On peut penser que le sommier d'accord a été changé au début du XXe siècle. Une petite différence de niveau entre les éclisses et le sommier, montrent que celui-ci n'est pas d'origine et a bougé légèrement, alors que la tenue d'accord est parfaite.
Je n'ai pas pu résister à la tentation de le sauver.
Pour mon usage personnel, je l'ai confié à Mr Frédéric Rondeau, Facteur de pianos à Montargis, qui, outre la compétence, à la passion des instruments anciens ( ce qui n'est pas commun chez les facteurs de pianos). Il a donc, avec affection et attention effectué les secours requis.
Une Rémise à niveau générale l'instrument a été entreprise :
- changement intégral des feutres de mortaises de claviers et des feutres de mécanique defecteux.
Réglage de la mécanique, dressage du clavier.
Changement des cordes manquantes.( acier paullelo).
Changement total des feutres d'etouffoirs
Nettoyage général de la table d'harmonie et de toute les parties de la mécanique.
Nettoyage et ravivage du meuble qui était très passé. ( quelques détails sont encore à prévoir)
L'état actuel de l'instrument est donc à ce jour :
La table d'harmonie, est sans aucune fentes.

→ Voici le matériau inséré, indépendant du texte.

use std::sync::Arc;

use anyhow::Context as _;
use winit::window::Window;

/// Minimal GPU context wrapper:
/// - Owns `wgpu::Instance`, `wgpu::Adapter`, `wgpu::Device`, `wgpu::Queue`
/// - Owns the window `Surface` and the current `SurfaceConfiguration`
///
/// Shared by the quad and line renderers; neither creates device objects of its own
/// outside `new`.
pub struct Gpu {
    pub instance: wgpu::Instance,
    pub adapter: wgpu::Adapter,
    pub device: wgpu::Device,
    pub queue: wgpu::Queue,

    /// The surface is tied to the window.
    pub surface: wgpu::Surface<'static>,
    pub surface_format: wgpu::TextureFormat,

    pub size: winit::dpi::PhysicalSize<u32>,
    pub config: wgpu::SurfaceConfiguration,
}

impl Gpu {
    /// Create a GPU context for the given window.
    ///
    /// The surface is created first so the adapter can be requested against it.
    pub async fn new(window: Arc<Window>) -> anyhow::Result<Self> {
        let instance = wgpu::Instance::new(&wgpu::InstanceDescriptor::default());
        let size = window.inner_size();

        // The surface holds its own Arc<Window>, so it may be 'static.
        let surface = instance
            .create_surface(window)
            .context("wgpu: failed to create surface")?;

        let adapter = instance
            .request_adapter(&wgpu::RequestAdapterOptions {
                compatible_surface: Some(&surface),
                ..Default::default()
            })
            .await
            .context("wgpu: failed to request adapter")?;

        let info = adapter.get_info();
        log::info!("wgpu adapter: {} ({:?})", info.name, info.backend);

        let (device, queue) = adapter
            .request_device(&wgpu::DeviceDescriptor::default())
            .await
            .context("wgpu: failed to request device")?;

        let caps = surface.get_capabilities(&adapter);
        let surface_format = caps
            .formats
            .first()
            .copied()
            .context("wgpu: surface reported no supported formats")?;

        let config = Self::make_surface_config(size, surface_format);
        if size.width > 0 && size.height > 0 {
            surface.configure(&device, &config);
        }

        Ok(Self {
            instance,
            adapter,
            device,
            queue,
            surface,
            surface_format,
            size,
            config,
        })
    }

    /// Format the pipelines render into (SRGB view of the surface format).
    #[inline]
    pub fn target_format(&self) -> wgpu::TextureFormat {
        self.surface_format.add_srgb_suffix()
    }

    /// Reconfigure the surface for a new size.
    ///
    /// Call this on `WindowEvent::Resized`. Zero sizes (minimized) are recorded but not
    /// configured.
    pub fn resize(&mut self, new_size: winit::dpi::PhysicalSize<u32>) {
        self.size = new_size;
        if new_size.width == 0 || new_size.height == 0 {
            self.config.width = 0;
            self.config.height = 0;
            return;
        }

        self.config = Self::make_surface_config(new_size, self.surface_format);
        self.surface.configure(&self.device, &self.config);
    }

    #[inline]
    pub fn is_minimized(&self) -> bool {
        self.config.width == 0 || self.config.height == 0
    }

    /// Acquire the next frame from the surface.
    ///
    /// Returns the surface texture and its view in the SRGB view format. Surface errors
    /// are returned as-is so the caller can decide whether to reconfigure, retry, or exit.
    pub fn acquire_frame(
        &self,
    ) -> Result<(wgpu::SurfaceTexture, wgpu::TextureView), wgpu::SurfaceError> {
        let surface_texture = self.surface.get_current_texture()?;

        let view = surface_texture
            .texture
            .create_view(&wgpu::TextureViewDescriptor {
                format: Some(self.target_format()),
                ..Default::default()
            });

        Ok((surface_texture, view))
    }

    fn make_surface_config(
        size: winit::dpi::PhysicalSize<u32>,
        surface_format: wgpu::TextureFormat,
    ) -> wgpu::SurfaceConfiguration {
        wgpu::SurfaceConfiguration {
            usage: wgpu::TextureUsages::RENDER_ATTACHMENT,
            format: surface_format,
            view_formats: vec![surface_format.add_srgb_suffix()],
            alpha_mode: wgpu::CompositeAlphaMode::Auto,
            width: size.width,
            height: size.height,
            desired_maximum_frame_latency: 2,
            present_mode: wgpu::PresentMode::AutoVsync,
        }
    }
}
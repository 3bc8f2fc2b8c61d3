//! Rendering host.
//!
//! Owns the window/event-loop integration and the GPU renderers. Geometry is never
//! computed here: the host receives a `GeometrySnapshot`, turns it into scene data via
//! `crate::scene`, and draws it every frame.
//!
//! Entrypoint: `render::app::run(...)`.

pub mod app;

/// Common GPU types used across render submodules.
pub mod gpu;

/// Shared uniform-buffer pipeline setup.
pub mod pipeline;

/// Vertex/uniform types and buffer upload helpers.
pub mod primitives;

/// Frame timing.
pub mod util;

/// Lit parallelogram renderer.
pub mod quad_renderer;

/// Debug ray renderer.
pub mod line_renderer;

/// The cross product viewer state.
pub mod viewer;
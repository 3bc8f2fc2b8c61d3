//! Lit parallelogram renderer.
//!
//! Draws the `Mesh3D` built from a snapshot with a two-sided Lambert shader. The mesh
//! is uploaded once per snapshot (`set_mesh`); each frame only rewrites the uniforms.
//!
//! Notes:
//! - Uses u16 indices (matches `scene::Mesh3D`).
//! - No depth buffer; the viewer draws the quad first and the debug rays on top.

use std::mem;

use crate::render::gpu::Gpu;
use crate::render::pipeline::{UniformPipeline, UniformPipelineDesc};
use crate::render::primitives::{MeshVertex, QuadUniforms, StreamBuffer, mesh_vertices};
use crate::scene::{Camera3D, Mesh3D, Rgba};

pub struct QuadRenderer {
    pipeline: UniformPipeline,

    vertex_buffer: StreamBuffer,
    vertex_bytes: u64,

    index_buffer: StreamBuffer,
    index_bytes: u64,
    index_count: u32,

    /// World-space direction towards the light.
    pub light_dir: glam::Vec3,
}

impl QuadRenderer {
    pub fn new(gpu: &Gpu) -> anyhow::Result<Self> {
        let pipeline = UniformPipeline::new(
            gpu,
            UniformPipelineDesc {
                label: "QuadRenderer",
                shader_source: include_str!("shaders/quad.wgsl"),
                vertex_layout: MeshVertex::layout(),
                topology: wgpu::PrimitiveTopology::TriangleList,
                uniform_size: mem::size_of::<QuadUniforms>() as u64,
            },
        )?;

        Ok(Self {
            pipeline,
            vertex_buffer: StreamBuffer::new(
                gpu,
                "QuadRenderer Vertex Buffer",
                wgpu::BufferUsages::VERTEX,
            ),
            vertex_bytes: 0,
            index_buffer: StreamBuffer::new(
                gpu,
                "QuadRenderer Index Buffer",
                wgpu::BufferUsages::INDEX,
            ),
            index_bytes: 0,
            index_count: 0,
            light_dir: glam::Vec3::new(0.4, 1.0, 0.6),
        })
    }

    /// Upload a new mesh, replacing the previous one.
    pub fn set_mesh(&mut self, gpu: &Gpu, mesh: &Mesh3D) {
        if mesh.is_empty() {
            self.index_count = 0;
            return;
        }
        let vertices = mesh_vertices(mesh);
        self.vertex_bytes = self.vertex_buffer.write(gpu, bytemuck::cast_slice(&vertices));
        self.index_bytes = self.index_buffer.write(gpu, bytemuck::cast_slice(&mesh.indices));
        self.index_count = mesh.indices.len() as u32;
    }

    /// Draw the current mesh into `pass` with the given fill color.
    pub fn draw(&self, gpu: &Gpu, pass: &mut wgpu::RenderPass<'_>, camera: &Camera3D, fill: Rgba) {
        if self.index_count == 0 {
            return;
        }

        let uniforms = QuadUniforms::new(camera.clip_from_world(), fill, self.light_dir);
        self.pipeline.bind(gpu, pass, &uniforms);

        pass.set_vertex_buffer(0, self.vertex_buffer.slice(self.vertex_bytes));
        pass.set_index_buffer(
            self.index_buffer.slice(self.index_bytes),
            wgpu::IndexFormat::Uint16,
        );
        pass.draw_indexed(0..self.index_count, 0, 0..1);
    }
}
//! GPU-side vertex/uniform types and a growable upload buffer.
//!
//! CPU geometry lives in `crate::scene` (`Mesh3D`, `DebugRay`); the helpers here convert
//! it into tightly packed `bytemuck::Pod` arrays for `Queue::write_buffer`.

use std::mem;

use crate::render::gpu::Gpu;
use crate::scene::{DebugRay, Mesh3D, Rgba};

/// Vertex for the lit quad pipeline.
#[repr(C)]
#[derive(Copy, Clone, Debug, Default, PartialEq, bytemuck::Pod, bytemuck::Zeroable)]
pub struct MeshVertex {
    pub position: [f32; 3],
    pub normal: [f32; 3],
    pub uv: [f32; 2],
}

impl MeshVertex {
    pub const ATTRS: [wgpu::VertexAttribute; 3] =
        wgpu::vertex_attr_array![0 => Float32x3, 1 => Float32x3, 2 => Float32x2];

    #[inline]
    pub fn layout() -> wgpu::VertexBufferLayout<'static> {
        wgpu::VertexBufferLayout {
            array_stride: mem::size_of::<MeshVertex>() as wgpu::BufferAddress,
            step_mode: wgpu::VertexStepMode::Vertex,
            attributes: &Self::ATTRS,
        }
    }
}

/// Vertex for the debug line pipeline (per-vertex color).
#[repr(C)]
#[derive(Copy, Clone, Debug, Default, PartialEq, bytemuck::Pod, bytemuck::Zeroable)]
pub struct LineVertex {
    pub position: [f32; 3],
    pub color: [f32; 4],
}

impl LineVertex {
    pub const ATTRS: [wgpu::VertexAttribute; 2] =
        wgpu::vertex_attr_array![0 => Float32x3, 1 => Float32x4];

    #[inline]
    pub fn layout() -> wgpu::VertexBufferLayout<'static> {
        wgpu::VertexBufferLayout {
            array_stride: mem::size_of::<LineVertex>() as wgpu::BufferAddress,
            step_mode: wgpu::VertexStepMode::Vertex,
            attributes: &Self::ATTRS,
        }
    }
}

/// Uniforms for the quad pipeline.
///
/// - `clip_from_world`: column-major, matches WGSL `mat4x4<f32>`
/// - `light_dir.xyz`: world-space direction towards the light (w unused)
#[repr(C)]
#[derive(Copy, Clone, Debug, Default, bytemuck::Pod, bytemuck::Zeroable)]
pub struct QuadUniforms {
    pub clip_from_world: [[f32; 4]; 4],
    pub color: [f32; 4],
    pub light_dir: [f32; 4],
}

impl QuadUniforms {
    #[inline]
    pub fn new(clip_from_world: glam::Mat4, color: Rgba, light_dir: glam::Vec3) -> Self {
        Self {
            clip_from_world: clip_from_world.to_cols_array_2d(),
            color: color.to_array(),
            light_dir: light_dir.extend(0.0).to_array(),
        }
    }
}

/// Uniforms for the line pipeline: a single MVP matrix.
#[repr(C)]
#[derive(Copy, Clone, Debug, Default, bytemuck::Pod, bytemuck::Zeroable)]
pub struct LineUniforms {
    pub clip_from_world: [[f32; 4]; 4],
}

impl LineUniforms {
    #[inline]
    pub fn new(clip_from_world: glam::Mat4) -> Self {
        Self {
            clip_from_world: clip_from_world.to_cols_array_2d(),
        }
    }
}

/// Interleave a scene mesh into GPU vertices. Indices are used as-is.
pub fn mesh_vertices(mesh: &Mesh3D) -> Vec<MeshVertex> {
    mesh.positions
        .iter()
        .zip(&mesh.normals)
        .zip(&mesh.uvs)
        .map(|((&position, &normal), &uv)| MeshVertex {
            position,
            normal,
            uv,
        })
        .collect()
}

/// Two vertices (start, end) per ray, for `PrimitiveTopology::LineList`.
pub fn ray_vertices(rays: &[DebugRay]) -> Vec<LineVertex> {
    rays.iter()
        .flat_map(|ray| {
            let color = ray.color.to_array();
            [
                LineVertex {
                    position: ray.start.to_array(),
                    color,
                },
                LineVertex {
                    position: ray.end().to_array(),
                    color,
                },
            ]
        })
        .collect()
}

fn round_up_to(v: u64, align: u64) -> u64 {
    debug_assert!(align.is_power_of_two());
    (v + (align - 1)) & !(align - 1)
}

/// A reusable GPU buffer that grows on demand.
///
/// `Queue::write_buffer` requires sizes aligned to `COPY_BUFFER_ALIGNMENT`; uploads are
/// padded and the caller slices only the real byte length when drawing.
pub struct StreamBuffer {
    label: &'static str,
    usage: wgpu::BufferUsages,
    buffer: wgpu::Buffer,
    capacity_bytes: u64,
}

impl StreamBuffer {
    const INITIAL_BYTES: u64 = 1024;

    pub fn new(gpu: &Gpu, label: &'static str, usage: wgpu::BufferUsages) -> Self {
        let usage = usage | wgpu::BufferUsages::COPY_DST;
        let buffer = gpu.device.create_buffer(&wgpu::BufferDescriptor {
            label: Some(label),
            size: Self::INITIAL_BYTES,
            usage,
            mapped_at_creation: false,
        });
        Self {
            label,
            usage,
            buffer,
            capacity_bytes: Self::INITIAL_BYTES,
        }
    }

    /// Upload `bytes` at offset 0 and return the unpadded length.
    pub fn write(&mut self, gpu: &Gpu, bytes: &[u8]) -> u64 {
        let len = bytes.len() as u64;
        if len == 0 {
            return 0;
        }
        let upload = round_up_to(len, wgpu::COPY_BUFFER_ALIGNMENT);

        if upload > self.capacity_bytes {
            let new_size = upload.next_power_of_two().max(Self::INITIAL_BYTES);
            log::debug!("{}: growing to {} bytes", self.label, new_size);
            self.buffer = gpu.device.create_buffer(&wgpu::BufferDescriptor {
                label: Some(self.label),
                size: new_size,
                usage: self.usage,
                mapped_at_creation: false,
            });
            self.capacity_bytes = new_size;
        }

        if upload == len {
            gpu.queue.write_buffer(&self.buffer, 0, bytes);
        } else {
            let mut padded = Vec::<u8>::with_capacity(upload as usize);
            padded.extend_from_slice(bytes);
            padded.resize(upload as usize, 0);
            gpu.queue.write_buffer(&self.buffer, 0, &padded);
        }
        len
    }

    #[inline]
    pub fn slice(&self, len: u64) -> wgpu::BufferSlice<'_> {
        self.buffer.slice(..len)
    }
}

#[cfg(test)]
mod tests {
    use super::*;
    use crate::geometry::GeometrySnapshot;
    use crate::scene::debug_rays;
    use glam::Vec3;

    #[test]
    fn vertex_strides_are_tightly_packed() {
        assert_eq!(mem::size_of::<MeshVertex>(), 32);
        assert_eq!(mem::size_of::<LineVertex>(), 28);
        assert_eq!(mem::size_of::<QuadUniforms>(), 96);
        assert_eq!(mem::size_of::<LineUniforms>(), 64);
    }

    #[test]
    fn mesh_vertices_interleave_attributes() {
        let s = GeometrySnapshot::from_vectors(Vec3::X, Vec3::Y);
        let verts = mesh_vertices(&Mesh3D::parallelogram(&s, Vec3::ZERO));
        assert_eq!(verts.len(), 4);
        assert_eq!(
            verts[3],
            MeshVertex {
                position: [1.0, 1.0, 0.0],
                normal: [0.0, 0.0, 1.0],
                uv: [1.0, 1.0],
            }
        );
    }

    #[test]
    fn ray_vertices_emit_segment_pairs() {
        let s = GeometrySnapshot::from_vectors(Vec3::X, Vec3::Y);
        let verts = ray_vertices(&debug_rays(&s, Vec3::ZERO));
        assert_eq!(verts.len(), 10);
        // Cross ray: origin -> +z, green.
        assert_eq!(verts[4].position, [0.0, 0.0, 0.0]);
        assert_eq!(verts[5].position, [0.0, 0.0, 1.0]);
        assert_eq!(verts[5].color, Rgba::GREEN.to_array());
    }

    #[test]
    fn round_up_respects_alignment() {
        assert_eq!(round_up_to(0, 4), 0);
        assert_eq!(round_up_to(12, 4), 12);
        assert_eq!(round_up_to(13, 4), 16);
    }
}
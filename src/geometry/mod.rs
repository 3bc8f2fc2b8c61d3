//! Vector geometry: two random directions, their parallelogram, and their cross product.
//!
//! This module is renderer-agnostic and has no side effects besides drawing from the
//! RNG it is handed. The output is a single immutable `GeometrySnapshot`; recomputing
//! means calling `generate` again and replacing the old value.
//!
//! Layout of the parallelogram (all relative to the object origin):
//! ```text
//!        b ---------- sum
//!       /            /
//!      /            /
//!  origin -------- a
//! ```
//! `sum_to_a` and `sum_to_b` are the two edges closing the parallelogram from `sum`.

pub mod vector;

use std::fmt;

use rand::Rng;

pub use glam::Vec3 as Vector3;
pub use vector::{angle_between, cross, sample_vector, scaled_direction};

/// Names the base vector an error refers to.
#[derive(Debug, Copy, Clone, PartialEq, Eq)]
pub enum VectorName {
    A,
    B,
}

impl fmt::Display for VectorName {
    fn fmt(&self, f: &mut fmt::Formatter<'_>) -> fmt::Result {
        match self {
            VectorName::A => f.write_str("vector_a"),
            VectorName::B => f.write_str("vector_b"),
        }
    }
}

/// Errors produced while generating a snapshot.
#[derive(thiserror::Error, Debug, Clone, PartialEq)]
pub enum GeometryError {
    /// The raw sample had zero (or non-finite) length and has no direction.
    #[error("{which} sampled as a zero-length vector and cannot be normalized")]
    DegenerateVector { which: VectorName },

    #[error("range must be finite and non-negative, got {0}")]
    InvalidRange(f32),

    #[error("scale must be finite with magnitude at most {max:e}, got {0}", max = MAX_SCALE)]
    InvalidScale(f32),
}

/// Largest accepted `|scale|`. The cross product grows with `scale²` and must stay
/// finite in `f32`.
pub const MAX_SCALE: f32 = 1.0e19;

/// Check `range` and `scale` against the domain `generate` accepts.
///
/// `range` may be any finite value `>= 0`. `scale` may have either sign but its
/// magnitude is capped at `MAX_SCALE`.
pub fn validate_inputs(range: f32, scale: f32) -> Result<(), GeometryError> {
    if !range.is_finite() || range < 0.0 {
        return Err(GeometryError::InvalidRange(range));
    }
    if !scale.is_finite() || scale.abs() > MAX_SCALE {
        return Err(GeometryError::InvalidScale(scale));
    }
    Ok(())
}

/// Immutable bundle of the two base vectors and everything derived from them.
///
/// Invariants (hold for every constructed value):
/// - `cross == vector::cross(vector_a, vector_b)`
/// - `sum + sum_to_a == vector_a`, `sum + sum_to_b == vector_b` (up to add/sub rounding)
#[derive(Debug, Copy, Clone, PartialEq)]
pub struct GeometrySnapshot {
    vector_a: Vector3,
    vector_b: Vector3,
    sum: Vector3,
    sum_to_a: Vector3,
    sum_to_b: Vector3,
    cross: Vector3,
}

impl GeometrySnapshot {
    /// Derive a snapshot from caller-chosen base vectors.
    pub fn from_vectors(vector_a: Vector3, vector_b: Vector3) -> Self {
        let sum = vector_a + vector_b;
        Self {
            vector_a,
            vector_b,
            sum,
            sum_to_a: vector_a - sum,
            sum_to_b: vector_b - sum,
            cross: cross(vector_a, vector_b),
        }
    }

    #[inline]
    pub fn vector_a(&self) -> Vector3 {
        self.vector_a
    }

    #[inline]
    pub fn vector_b(&self) -> Vector3 {
        self.vector_b
    }

    /// `vector_a + vector_b`, the far corner of the parallelogram.
    #[inline]
    pub fn sum(&self) -> Vector3 {
        self.sum
    }

    /// Edge from `sum` back to `vector_a` (equal to `-vector_b`).
    #[inline]
    pub fn sum_to_a(&self) -> Vector3 {
        self.sum_to_a
    }

    /// Edge from `sum` back to `vector_b` (equal to `-vector_a`).
    #[inline]
    pub fn sum_to_b(&self) -> Vector3 {
        self.sum_to_b
    }

    #[inline]
    pub fn cross(&self) -> Vector3 {
        self.cross
    }

    /// Angle between the base vectors in radians.
    #[inline]
    pub fn angle(&self) -> f32 {
        angle_between(self.vector_a, self.vector_b)
    }

    /// Area of the parallelogram, i.e. `|cross|`.
    ///
    /// Computed on the max-component-scaled vector so it stays finite whenever `cross`
    /// is finite.
    pub fn area(&self) -> f32 {
        let m = self.cross.abs().max_element();
        if m == 0.0 || !m.is_finite() {
            return self.cross.length();
        }
        (self.cross / m).length() * m
    }

    /// Snapshot with the base vectors swapped. Its cross product is negated.
    pub fn swapped(&self) -> Self {
        Self::from_vectors(self.vector_b, self.vector_a)
    }
}

/// Generate a snapshot from two random directions.
///
/// Each coordinate of each raw vector is uniform in `[-range, range]`; raw vectors are
/// normalized and multiplied by `scale`. Vector A is drawn before vector B.
///
/// Fails with `DegenerateVector` instead of substituting a fallback axis when a raw
/// sample has no direction (always the case for `range == 0`).
pub fn generate<R: Rng + ?Sized>(
    range: f32,
    scale: f32,
    rng: &mut R,
) -> Result<GeometrySnapshot, GeometryError> {
    validate_inputs(range, scale)?;

    let raw_a = sample_vector(range, rng);
    let raw_b = sample_vector(range, rng);

    let vector_a = scaled_direction(raw_a, scale)
        .ok_or(GeometryError::DegenerateVector { which: VectorName::A })?;
    let vector_b = scaled_direction(raw_b, scale)
        .ok_or(GeometryError::DegenerateVector { which: VectorName::B })?;

    let snapshot = GeometrySnapshot::from_vectors(vector_a, vector_b);
    log::debug!(
        "geometry: a={:?} b={:?} cross={:?} angle={:.3}rad",
        snapshot.vector_a,
        snapshot.vector_b,
        snapshot.cross,
        snapshot.angle()
    );
    Ok(snapshot)
}
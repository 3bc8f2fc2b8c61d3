//! `crossview` library crate root.
//!
//! Generates two random 3D directions, the parallelogram they span and their cross
//! product (`geometry`), and shows them in a wgpu viewport (`render`).
//!
//! The geometry side is pure and takes its RNG as an argument:
//! ```
//! use rand::SeedableRng;
//! let mut rng = rand_chacha::ChaCha8Rng::seed_from_u64(7);
//! let snapshot = crossview::generate(1.0, 5.0, &mut rng).unwrap();
//! assert!(snapshot.cross().dot(snapshot.vector_a()).abs() < 1e-3);
//! ```
//!
//! The binary target stays thin and calls `run_app`.

pub mod config;
pub mod geometry;
pub mod render;
pub mod scene;

pub use config::GeometryConfig;
pub use geometry::{GeometryError, GeometrySnapshot, Vector3, generate};

/// Run the viewer with the default window configuration.
///
/// Note: This function does **not** initialize logging; callers can decide their own
/// logging setup.
pub fn run_app(geometry: GeometryConfig) -> anyhow::Result<()> {
    render::app::run(geometry)
}
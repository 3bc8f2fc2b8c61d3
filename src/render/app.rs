//! App entrypoint for the rendering layer.
//!
//! This module owns:
//! - the winit application lifecycle + event loop
//! - creating the window
//! - delegating to an injected async state builder
//! - forwarding key presses (`Escape` exits; everything else goes to the state)
//!
//! The runner is generic over a state type `S: AppState`; `run_with_config` plugs in the
//! cross product `Viewer`.

use std::{future::Future, pin::Pin, sync::Arc};

use anyhow::Context as _;
use log::{error, info};
use winit::{
    application::ApplicationHandler,
    event::{ElementState, WindowEvent},
    event_loop::{ActiveEventLoop, ControlFlow, EventLoop},
    keyboard::{KeyCode, PhysicalKey},
    window::{Window, WindowAttributes, WindowId},
};

use crate::config::GeometryConfig;
use crate::render::viewer::Viewer;

/// App-facing configuration for running the winit event loop.
#[derive(Debug, Clone)]
pub struct AppConfig {
    /// Window title.
    pub title: String,
    /// ControlFlow for the event loop. Default is `Poll` (continuous redraw).
    pub control_flow: ControlFlow,
    /// Camera orbit speed around the parallelogram, radians per second. 0 disables it.
    pub orbit_speed: f32,
}

impl Default for AppConfig {
    fn default() -> Self {
        Self {
            title: "crossview".to_string(),
            control_flow: ControlFlow::Poll,
            orbit_speed: 0.35,
        }
    }
}

/// Minimal trait a state must implement to be driven by the app runner.
pub trait AppState: 'static {
    /// Handle window resize.
    fn resize(&mut self, new_size: winit::dpi::PhysicalSize<u32>);

    /// Render one frame.
    fn render(&mut self) -> anyhow::Result<()>;

    /// Request a redraw on the underlying window (used for continuous animation).
    fn request_redraw(&self);

    /// A key went down (repeats excluded). `Escape` is handled by the runner.
    fn key_pressed(&mut self, _key: KeyCode) {}
}

/// Run the cross product viewer with explicit window and geometry configuration.
pub fn run_with_config(config: AppConfig, geometry: GeometryConfig) -> anyhow::Result<()> {
    geometry
        .validate()
        .context("invalid geometry configuration")?;

    let orbit_speed = config.orbit_speed;
    run_with_builder(config, move |window| async move {
        Viewer::new(window, geometry, orbit_speed).await
    })
}

/// Run the viewer using the default window configuration.
pub fn run(geometry: GeometryConfig) -> anyhow::Result<()> {
    run_with_config(AppConfig::default(), geometry)
}

/// Run the winit event loop with an injected async state builder.
///
/// Notes:
/// - The builder is called once when the app is resumed (after the window is created).
/// - The builder runs on the current thread using `pollster::block_on`.
/// - A builder (or window creation) failure stops the loop and is returned from here.
pub fn run_with_builder<S, B, Fut>(config: AppConfig, builder: B) -> anyhow::Result<()>
where
    S: AppState,
    B: FnOnce(Arc<Window>) -> Fut + 'static,
    Fut: Future<Output = anyhow::Result<S>> + 'static,
{
    let event_loop = EventLoop::new().context("winit: failed to create EventLoop")?;
    event_loop.set_control_flow(config.control_flow);

    let mut app = App::<S>::new_with_builder(config, builder);
    event_loop
        .run_app(&mut app)
        .context("winit: run_app failed")?;

    match app.init_error.take() {
        Some(err) => Err(err),
        None => Ok(()),
    }
}

/// Type-erased async builder for creating a state `S` from a created window.
///
/// The future is pinned and boxed so `pollster::block_on(...)` can drive it.
type BoxedStateBuilder<S> = Box<
    dyn FnOnce(Arc<Window>) -> Pin<Box<dyn Future<Output = anyhow::Result<S>> + 'static>> + 'static,
>;

/// Application state used by winit.
struct App<S: AppState> {
    config: AppConfig,
    builder: Option<BoxedStateBuilder<S>>,
    state: Option<S>,
    init_error: Option<anyhow::Error>,
    exiting: bool,
}

impl<S: AppState> App<S> {
    fn new_with_builder<B, Fut>(config: AppConfig, builder: B) -> Self
    where
        B: FnOnce(Arc<Window>) -> Fut + 'static,
        Fut: Future<Output = anyhow::Result<S>> + 'static,
    {
        Self {
            config,
            builder: Some(Box::new(|window| Box::pin(builder(window)))),
            state: None,
            init_error: None,
            exiting: false,
        }
    }

    fn init_state(&mut self, event_loop: &ActiveEventLoop) -> anyhow::Result<S> {
        let window = Arc::new(
            event_loop
                .create_window(WindowAttributes::default().with_title(self.config.title.as_str()))
                .context("winit: failed to create window")?,
        );

        let builder = self
            .builder
            .take()
            .context("app state builder can only be consumed once")?;
        pollster::block_on(builder(window)).context("failed to initialize renderer")
    }

    fn exit(&mut self, event_loop: &ActiveEventLoop) {
        self.exiting = true;
        self.state = None;
        event_loop.exit();
    }
}

impl<S: AppState> ApplicationHandler for App<S> {
    fn resumed(&mut self, event_loop: &ActiveEventLoop) {
        // Resumed can fire more than once on some platforms; build only once.
        if self.state.is_some() || self.builder.is_none() {
            return;
        }

        match self.init_state(event_loop) {
            Ok(state) => {
                state.request_redraw();
                self.state = Some(state);
            }
            Err(err) => {
                error!("{:#}", err);
                self.init_error = Some(err);
                self.exit(event_loop);
            }
        }
    }

    fn window_event(&mut self, event_loop: &ActiveEventLoop, _id: WindowId, event: WindowEvent) {
        if self.exiting {
            return;
        }
        let Some(state) = self.state.as_mut() else {
            return;
        };

        match event {
            WindowEvent::CloseRequested => {
                info!("Close requested; exiting");
                self.exit(event_loop);
            }
            WindowEvent::KeyboardInput { event, .. } => {
                if event.state != ElementState::Pressed || event.repeat {
                    return;
                }
                let PhysicalKey::Code(code) = event.physical_key else {
                    return;
                };
                if code == KeyCode::Escape {
                    info!("Escape pressed; exiting");
                    self.exit(event_loop);
                    return;
                }
                state.key_pressed(code);
                state.request_redraw();
            }
            WindowEvent::Resized(size) => {
                state.resize(size);
                state.request_redraw();
            }
            WindowEvent::RedrawRequested => {
                if let Err(err) = state.render() {
                    info!("render error: {:#}", err);
                }
            }
            _ => {}
        }
    }
}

La tenue d'accord est excellente pour un instrument de 175 ans ( un accord par an est suffisant, deux permettent la perfection avec les grands changements de saisons).
La mécanique a retrouvé sa vélocité originelle, si particulière sur les Erards, elle permettra à un musicien accompli de découvrir des effets romantiques impossibles sur les lourds et gras instruments modernes.
Enfin , cet instrument a retrouvé sa puissance sonore originelle, en partant de ses basses insondables, aux médiums expressifs,et ses aigus perlés.
Il est conservé depuis plusieurs années dans une pièce raisonnablement chauffée.
La restauration est à poursuivre, le meuble necessite pour être parfait des compléments d'intervention. Il devra être choyé et surveillé, par une personne aussi attentionnée que mr Rondeau qui a vraiment ramené à la vie ce chef d'œuvre de la facture d'instruments.
Pour conclure, c'est un miracle de pouvoir retrouver le son familier des grands compositeurs du milieu du XIXe siècle, et d'explorer la richesse de leur univers intact.
Je me sépare de ce merveilleux instrument, car ma maison est bien petite, le son réverbère, et je ne puis habiter à l'intérieur du piano....
PS: pour se rendre compte des capacités de cet instrument, vous pouvez écouter sur YouTube le Concerto n°3 de Beethoven dirigé par Frans Bruggen et interprété par Maria Joao Pires sur un Erard similaire ( même taille). Il est rare qu'un ou une pianiste de renommée internationale fasse ce type de prestation, car il ou elle est obligé de remettre en cause tous ses automatismes.
On peut alors se rendre compte que l'œuvre de Beethoven est mieux rendue sur cet instrument, finalement plus proche, de celui dont il pouvait disposer et qu'il explorait avec gourmandise.